ミニ・レビュー
いきなり1曲目が打ち込みを導入した新機軸。その後もあまりの多彩さに驚かされっぱなし。4枚目の飛躍作だが、甘く切ないメロディは変わらず、そのグッド・メロディをより活かそうというバンドの姿勢がバラエティに富んだサウンドを生んだのだろう。
ガイドコメント
ストレイテナーの約1年ぶりとなる4thアルバム。「BERSERKER TUNE」など、シングル3曲を収録。激しいバンド・アンサンブルや、彼ららしい柔軟な音楽性が堪能できる。メンバー3人のエネルギーが濃縮された渾身の作品だ。
収録曲
01クラリティ
アルバム『リニア』のオープニングを彩るエレクトロ要素の色濃いナンバー。刺激的なディスコ・ビートにジワジワと胸が躍り、ラストには「Discography」の再来を思わせる多重コーラスが舞い降りる。
02トレイン
持ち味のストレートなサウンドを貫いたアップ・ナンバー。リズム隊が一心不乱に強靭なビートを生み出し、その上にシンプルでダイナミックなギターが轟く。光の粒が弾け飛ぶようなサビでの爆発は絶品だ。
03シックス デイ ワンダー
ピアノとシンセサイザーをフィーチャーした流麗なポップ・チューン。
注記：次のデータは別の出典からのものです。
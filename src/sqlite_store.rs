//! SQLite-backed [`CourseStore`] implementation.
//!
//! Courses and chapters live in two tables (see [`migrate`](crate::migrate)).
//! A course and all of its chapters are written in one transaction, so a
//! failed save never leaves a half-populated course behind.

use anyhow::Result;
use async_trait::async_trait;
use sqlx::sqlite::SqliteRow;
use sqlx::{Row, SqlitePool};
use uuid::Uuid;

use crate::config::Config;
use crate::db;
use crate::migrate;
use crate::models::{
    format_ts_iso, ChapterDetail, ChapterListing, Course, CourseDetail, CourseListItem,
    STATUS_READY,
};
use crate::store::{neighbours, CourseStore};

/// SQLite implementation of the [`CourseStore`] trait.
pub struct SqliteStore {
    pool: SqlitePool,
}

impl SqliteStore {
    pub fn new(pool: SqlitePool) -> Self {
        Self { pool }
    }

    /// Connect to the configured database and make sure the schema exists.
    pub async fn open(config: &Config) -> Result<Self> {
        let pool = db::connect(config).await?;
        migrate::apply(&pool).await?;
        Ok(Self::new(pool))
    }

    pub async fn close(&self) {
        self.pool.close().await;
    }
}

fn list_item(row: &SqliteRow) -> CourseListItem {
    CourseListItem {
        id: row.get("id"),
        title: row.get("title"),
        description: row.get("description"),
        chapter_count: row.get::<i64, _>("chapter_count") as usize,
        total_words: row.get::<i64, _>("total_words") as usize,
        estimated_reading_time: row.get::<i64, _>("estimated_reading_time") as u64,
        file_name: row.get("file_name"),
        file_type: row.get("file_type"),
        status: row.get("status"),
        created_at: format_ts_iso(row.get("created_at")),
    }
}

#[async_trait]
impl CourseStore for SqliteStore {
    async fn save(&self, course: &Course) -> Result<String> {
        let course_id = Uuid::new_v4().to_string();
        let now = chrono::Utc::now().timestamp();
        let metadata_json = serde_json::to_string(&course.metadata)?;

        let mut tx = self.pool.begin().await?;

        sqlx::query(
            r#"
            INSERT INTO courses (id, uploader_id, title, description, status, file_name,
                                 file_type, file_size, content_hash, chapter_count,
                                 total_words, estimated_reading_time, metadata_json, created_at)
            VALUES (?, ?, ?, ?, ?, ?, ?, ?, ?, ?, ?, ?, ?, ?)
            "#,
        )
        .bind(&course_id)
        .bind(&course.source.uploader_id)
        .bind(&course.title)
        .bind(&course.description)
        .bind(STATUS_READY)
        .bind(&course.source.file_name)
        .bind(course.source.file_type.as_str())
        .bind(course.source.file_size as i64)
        .bind(&course.source.content_hash)
        .bind(course.chapters.len() as i64)
        .bind(course.total_words as i64)
        .bind(course.estimated_reading_time as i64)
        .bind(&metadata_json)
        .bind(now)
        .execute(&mut *tx)
        .await?;

        for chapter in &course.chapters {
            sqlx::query(
                "INSERT INTO chapters (id, course_id, chapter_number, title, summary, content, word_count) VALUES (?, ?, ?, ?, ?, ?, ?)",
            )
            .bind(Uuid::new_v4().to_string())
            .bind(&course_id)
            .bind(chapter.chapter_number as i64)
            .bind(&chapter.title)
            .bind(&chapter.summary)
            .bind(&chapter.content)
            .bind(chapter.word_count as i64)
            .execute(&mut *tx)
            .await?;
        }

        tx.commit().await?;
        Ok(course_id)
    }

    async fn list_courses(&self, uploader_id: &str) -> Result<Vec<CourseListItem>> {
        let rows = sqlx::query(
            r#"
            SELECT id, title, description, chapter_count, total_words, estimated_reading_time,
                   file_name, file_type, status, created_at
            FROM courses
            WHERE uploader_id = ?
            ORDER BY created_at DESC, rowid DESC
            "#,
        )
        .bind(uploader_id)
        .fetch_all(&self.pool)
        .await?;

        Ok(rows.iter().map(list_item).collect())
    }

    async fn get_course(&self, course_id: &str) -> Result<Option<CourseDetail>> {
        let row = sqlx::query("SELECT * FROM courses WHERE id = ?")
            .bind(course_id)
            .fetch_optional(&self.pool)
            .await?;
        let Some(row) = row else {
            return Ok(None);
        };

        let chapter_rows = sqlx::query(
            "SELECT id, chapter_number, title, summary, word_count FROM chapters WHERE course_id = ? ORDER BY chapter_number ASC",
        )
        .bind(course_id)
        .fetch_all(&self.pool)
        .await?;

        let chapters: Vec<ChapterListing> = chapter_rows
            .iter()
            .map(|r| ChapterListing {
                id: r.get("id"),
                chapter_number: r.get::<i64, _>("chapter_number") as u32,
                title: r.get("title"),
                summary: r.get("summary"),
                word_count: r.get::<i64, _>("word_count") as usize,
            })
            .collect();

        let metadata_json: String = row.get("metadata_json");
        let metadata = serde_json::from_str(&metadata_json).unwrap_or(serde_json::json!({}));

        Ok(Some(CourseDetail {
            id: row.get("id"),
            title: row.get("title"),
            description: row.get("description"),
            chapter_count: row.get::<i64, _>("chapter_count") as usize,
            total_words: row.get::<i64, _>("total_words") as usize,
            estimated_reading_time: row.get::<i64, _>("estimated_reading_time") as u64,
            file_name: row.get("file_name"),
            file_type: row.get("file_type"),
            file_size: row.get::<i64, _>("file_size") as u64,
            uploader_id: row.get("uploader_id"),
            content_hash: row.get("content_hash"),
            status: row.get("status"),
            created_at: format_ts_iso(row.get("created_at")),
            metadata,
            chapters,
        }))
    }

    async fn get_chapter(
        &self,
        course_id: &str,
        chapter_id: &str,
    ) -> Result<Option<ChapterDetail>> {
        let course_title: Option<String> =
            sqlx::query_scalar("SELECT title FROM courses WHERE id = ?")
                .bind(course_id)
                .fetch_optional(&self.pool)
                .await?;
        let Some(course_title) = course_title else {
            return Ok(None);
        };

        let row = sqlx::query(
            "SELECT id, chapter_number, title, summary, content, word_count FROM chapters WHERE course_id = ? AND id = ?",
        )
        .bind(course_id)
        .bind(chapter_id)
        .fetch_optional(&self.pool)
        .await?;
        let Some(row) = row else {
            return Ok(None);
        };

        let ids: Vec<String> = sqlx::query_scalar(
            "SELECT id FROM chapters WHERE course_id = ? ORDER BY chapter_number ASC",
        )
        .bind(course_id)
        .fetch_all(&self.pool)
        .await?;
        let index = ids.iter().position(|id| id == chapter_id).unwrap_or(0);
        let (previous_chapter_id, next_chapter_id) = neighbours(&ids, index);

        Ok(Some(ChapterDetail {
            id: row.get("id"),
            course_id: course_id.to_string(),
            course_title,
            chapter_number: row.get::<i64, _>("chapter_number") as u32,
            title: row.get("title"),
            summary: row.get("summary"),
            content: row.get("content"),
            word_count: row.get::<i64, _>("word_count") as usize,
            previous_chapter_id,
            next_chapter_id,
        }))
    }
}

#[cfg(test)]
mod tests {
    use super::*;
    use crate::store::memory::tests::sample_course;

    async fn temp_store() -> (tempfile::TempDir, SqliteStore) {
        let dir = tempfile::TempDir::new().unwrap();
        let mut config = Config::minimal();
        config.db.path = dir.path().join("data").join("courses.sqlite");
        let store = SqliteStore::open(&config).await.unwrap();
        (dir, store)
    }

    #[tokio::test]
    async fn save_and_fetch_course() {
        let (_dir, store) = temp_store().await;
        let id = store.save(&sample_course("u1", "Rust", 3)).await.unwrap();

        let detail = store.get_course(&id).await.unwrap().unwrap();
        assert_eq!(detail.title, "Rust");
        assert_eq!(detail.file_type, "txt");
        assert_eq!(detail.status, "ready");
        let numbers: Vec<u32> = detail.chapters.iter().map(|c| c.chapter_number).collect();
        assert_eq!(numbers, vec![1, 2, 3]);
    }

    #[tokio::test]
    async fn chapter_navigation() {
        let (_dir, store) = temp_store().await;
        let id = store.save(&sample_course("u1", "Rust", 2)).await.unwrap();
        let detail = store.get_course(&id).await.unwrap().unwrap();

        let first = store
            .get_chapter(&id, &detail.chapters[0].id)
            .await
            .unwrap()
            .unwrap();
        assert_eq!(first.previous_chapter_id, None);
        assert_eq!(first.next_chapter_id.as_ref(), Some(&detail.chapters[1].id));
        assert_eq!(first.word_count, 50);
        assert_eq!(first.course_title, "Rust");

        assert!(store.get_chapter(&id, "missing").await.unwrap().is_none());
        assert!(store
            .get_chapter("missing", &detail.chapters[0].id)
            .await
            .unwrap()
            .is_none());
    }

    #[tokio::test]
    async fn list_filters_by_uploader() {
        let (_dir, store) = temp_store().await;
        store.save(&sample_course("u1", "A", 1)).await.unwrap();
        store.save(&sample_course("u2", "B", 1)).await.unwrap();
        store.save(&sample_course("u1", "C", 1)).await.unwrap();

        let titles: Vec<String> = store
            .list_courses("u1")
            .await
            .unwrap()
            .into_iter()
            .map(|c| c.title)
            .collect();
        assert_eq!(titles, vec!["C".to_string(), "A".to_string()]);
    }
}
一度聴いたら耳から離れなくなってしまうキャッチーなメロディとヴォーカルで、失意の時から喜びに満ちた世界への転換を描いている。
04バースデイ
スキルフルでアグレッシヴなナカヤマのドラムが終始楽曲をリード。彼ららしいキメ&ブレイクも次々に炸裂して爽快だ。勢いとメリハリを兼ね備えた、バンドの成長もうかがえる曲で、ラストに訪れる各パートのせめぎ合いが壮絶。
05ゴースト オブ クリスマス パスト
アルバム『リニア』の中盤で穏やかな気分へと誘ってくれるポップ・ソング。なだらかなメロディ・ラインとシンプルなアレンジが印象的で、隠れがちな柔の魅力が打ち出されている。力みのなさが実に心地良い。
06バーサーカー チューン
冒頭で奏でられる野太いギターのストリングとシャウトが、不穏な雰囲気を感じさせるロックンロール・チューン。ハードにかき鳴らされるギターが、狂った戦士であるバーサーカーを思わせ、リスナーをジワジワと刺激する。
07レスト
全編英詞による退廃感のうずまくエレクトロ・トラック。繊細にそれぞれのパートが絡み合って保たれる緊迫とクールな口調の低音ヴォーカルがたまらない。ギター・バンドとしての印象を一変させる衝撃のナンバーだ。
08ライブズ
ポエトリー調のヴォーカルや悩ましげなムードを漂わせながらも淡々と進む展開に、新たな魅力が感じられる一曲。無機質なエレクトロ・ビートをもって、現実と夢を行き来する倒錯の感覚を鮮明に描写している。
09アフター ザ カーム
美しい音色の鍵盤と性急的な力強いビートが相まって、歯切れ良く疾走。前だけを一心に見据えてふっ切れた感のある、彼ららしい直球のギター・ロック・ナンバーだ。緩急の効いた曲展開も絶妙で飽きさせない。
10マーチ
アルバム『リニア』をしっとりと締めるエンディング・マーチ。ぬくもりがにじむような温かみのある鍵盤が印象的だ。まっすぐに“歌”を聴かせる、シンプルながらも感動的なミディアム・バラード。